Averting Catastrophe
By early March, Italy’s Lombardy region had emerged as the epicenter of the European outbreak. News from health care providers in Milan and other cities in the region painted a bleak picture of what lay in store for Boston. For Mass General Physician-in-Chief Katrina Armstrong, MD, those updates brought the potential scope of COVID-19 into sharp focus.
“The hospitals had failed and people were dying by the thousands,” Dr. Armstrong says. “In a sense, it was the magic hour. We needed to take action or we’d soon be in the same place.”
Using information from Italy and other hotspots, Mass General data scientists under the leadership of Peter Dunn, MD, created operational models to predict how the outbreak would impact the hospital. The models offered several possible scenarios. In the worst case scenario, the projected volume of COVID-19 patients would severely limit the hospital’s ability to care for patients with other illnesses.
Averting such a catastrophe required quick thinking. The hospital’s surge plan for large scale disasters was reviewed and enhanced. Patient Care Services and the Capacity Management team reconfigured space to more than double Mass General’s intensive care unit (ICU) capacity from 150 to 300 beds, allowing doctors to isolate all patients admitted with COVID symptoms. To reduce spread between patients, the Primary Care team established specialized Respiratory Infection Clinics to separate symptomatic individuals from the general population. Non-urgent elective surgeries were canceled and appointments were transitioned to telehealth.
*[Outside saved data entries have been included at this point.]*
use clap::Parser;
use std::path::PathBuf;

struct DefaultArgs;

impl DefaultArgs {
    pub const OUTPUT: &'static str = "_output";
    pub const VOICE_CONFIG: &'static str = "cfg/voice.json";
}

/// Long-form text-to-speech synthesis of text chapters.
#[derive(Clone, Debug, Parser)]
#[command(name = "voice-batch")]
#[command(about = "Create text-to-speech synthesis from text chapters using Azure Speech.")]
pub struct Cli {
    /// Input file, or directory of `.txt` files, to synthesize
    #[arg(value_name = "INPUT", required_unless_present = "list_only")]
    pub input: Option<PathBuf>,

    /// Output directory to write to
    #[arg(long, short, default_value = DefaultArgs::OUTPUT)]
    pub output: PathBuf,

    /// Voice configuration JSON forwarded to the service
    #[arg(long, default_value = DefaultArgs::VOICE_CONFIG)]
    pub config: PathBuf,

    /// Azure region, overrides AZURE_REGION
    #[arg(long)]
    pub azure_region: Option<String>,

    /// Azure batch synthesis host, overrides AZURE_ENDPOINT
    #[arg(long)]
    pub azure_endpoint: Option<String>,

    /// Synthesize synchronously, chunk by chunk, instead of submitting batch jobs
    #[arg(long, conflicts_with = "list_only")]
    pub realtime: bool,

    /// List the batch synthesis jobs known to the service and exit
    #[arg(long)]
    pub list_only: bool,

    /// Verbose logging, including per-job status on every poll cycle
    #[arg(long)]
    pub debug: bool,
}
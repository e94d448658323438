pub mod arg_parser;

pub use arg_parser::Cli;
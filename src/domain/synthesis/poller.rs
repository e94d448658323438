use std::sync::Arc;
use std::time::Duration;
use tokio::time::Instant;

use super::model::{Job, JobState};
use super::registry::JobRegistry;
use crate::infrastructure::repositories::BatchSynthesisRepository;

/// How a polling run ended
#[derive(Debug, Clone, PartialEq)]
pub struct PollSummary {
    pub cycles: u32,
    pub converged: bool,
    pub elapsed: Duration,
}

/// Drives submitted jobs to a terminal state by periodic querying
///
/// One loop, one poll in flight at a time: jobs are mutated only here
/// while polling runs.
pub struct StatusPoller {
    repo: Arc<dyn BatchSynthesisRepository>,
    interval: Duration,
    throttle: Duration,
    timeout: Option<Duration>,
    verbose: bool,
}

impl StatusPoller {
    pub fn new(
        repo: Arc<dyn BatchSynthesisRepository>,
        interval: Duration,
        throttle: Duration,
        timeout: Option<Duration>,
    ) -> Self {
        Self {
            repo,
            interval,
            throttle,
            timeout,
            verbose: false,
        }
    }

    /// Log every job's state on every cycle
    pub fn with_verbose(mut self, verbose: bool) -> Self {
        self.verbose = verbose;
        self
    }

    /// Issue one poll for one job and fold the answer in
    pub async fn poll_job(&self, job: &mut Job) -> JobState {
        let response = self.repo.poll(&job.id).await;

        if let Some(source_ref) = response.source_ref.as_deref() {
            let own = job.unit.source().display().to_string();
            if source_ref != own {
                tracing::debug!(job_id = %job.id, reported = source_ref, source = %own, "Service echoed a different input reference");
            }
        }

        let previous = job.state();
        if !job.apply(response) {
            tracing::warn!(job_id = %job.id, state = %previous, "Ignored backwards job transition");
        }

        match job.state() {
            JobState::Unknown => tracing::warn!(
                job_id = %job.id,
                error = job.last_error.as_deref().unwrap_or(""),
                "Status query failed, retrying next cycle"
            ),
            JobState::Failed => tracing::error!(
                job_id = %job.id,
                source = %job.unit.source().display(),
                error = job.last_error.as_deref().unwrap_or(""),
                "Batch synthesis job failed"
            ),
            state if state != previous => tracing::info!(
                job_id = %job.id,
                from = %previous,
                to = %state,
                "Job state changed"
            ),
            _ => {}
        }

        job.state()
    }

    /// Poll every non-terminal job once. Returns how many remain pending.
    pub async fn run_cycle(&self, jobs: &mut JobRegistry) -> usize {
        let mut first = true;
        for job in jobs.pending_mut() {
            if !first {
                tokio::time::sleep(self.throttle).await;
            }
            first = false;

            let state = self.poll_job(job).await;
            if self.verbose {
                tracing::debug!(job_id = %job.id, state = %state, "Job status");
            }
        }
        jobs.pending_count()
    }

    /// Poll until every job is terminal or the timeout passes
    pub async fn run_to_convergence(&self, jobs: &mut JobRegistry) -> PollSummary {
        let started = Instant::now();
        let deadline = self.timeout.map(|t| started + t);
        let mut cycles = 0;

        loop {
            if jobs.pending_count() == 0 {
                break;
            }

            let cycle_started = Instant::now();
            let remaining = self.run_cycle(jobs).await;
            cycles += 1;

            tracing::info!(
                cycle = cycles,
                cycle_ms = cycle_started.elapsed().as_millis() as u64,
                pending = remaining,
                succeeded = jobs.count_in(JobState::Succeeded),
                failed = jobs.count_in(JobState::Failed),
                "Poll cycle finished"
            );

            if remaining == 0 {
                break;
            }

            let mut pause = self.interval;
            if let Some(deadline) = deadline {
                let now = Instant::now();
                if now >= deadline {
                    tracing::warn!(pending = remaining, "Polling timed out");
                    break;
                }
                pause = pause.min(deadline - now);
            }
            tokio::time::sleep(pause).await;
        }

        PollSummary {
            cycles,
            converged: jobs.pending_count() == 0,
            elapsed: started.elapsed(),
        }
    }
}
Even the hospital’s traditional teaching rounds were adapted to limit the risk of transmission.
“Our virtual health and telemedicine colleagues redesigned our digital conferencing tools to allow ‘remote’ rounding for the entire clinical team,” says Jim Gordon, MD, MPH, Mass General’s chief learning officer.
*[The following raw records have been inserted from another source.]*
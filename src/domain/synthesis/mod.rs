pub mod chunker;
pub mod coordinator;
pub mod downloader;
pub mod error;
pub mod model;
pub mod poller;
pub mod realtime;
pub mod registry;
pub mod report;
pub mod settings;

pub use chunker::split_into_chunks;
pub use coordinator::{submit_unit, BatchCoordinator};
pub use downloader::ResultDownloader;
pub use error::SynthesisError;
pub use model::{DownloadOutcome, InputUnit, Job, JobId, JobState, PollResponse, SubmissionOutcome};
pub use poller::{PollSummary, StatusPoller};
pub use realtime::{RealtimeOutcome, RealtimeReport, RealtimeSynthesizer};
pub use registry::JobRegistry;
pub use report::{ItemFailure, RunReport};
pub use settings::PipelineSettings;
“The efforts and lessons of those first six weeks leave us better prepared to handle whatever comes next.”
The herculean effort paid off. By late April, new cases of COVID-19 started leveling off. Mass General it seemed, had avoided the worst case scenario outcome, despite having cared for more COVID-19 patients than any other hospital in the region.
“Across our entire enterprise, the response to this pandemic has been extraordinary,” Ms. Prestipino says. “We were able to quickly adapt and shift our operations so that when the surge came, we could keep accepting patients and keep our workforce safe.”
“The efforts and lessons of those first six weeks leave us better prepared to handle whatever comes next, whether it’s COVID or something else,” Dr. Biddinger says.
“This is just a reminder that we’re up to any challenge,” Dr. Armstrong says. “We’ve weathered the storm for two centuries, and we’ll continue to be there when people need us.”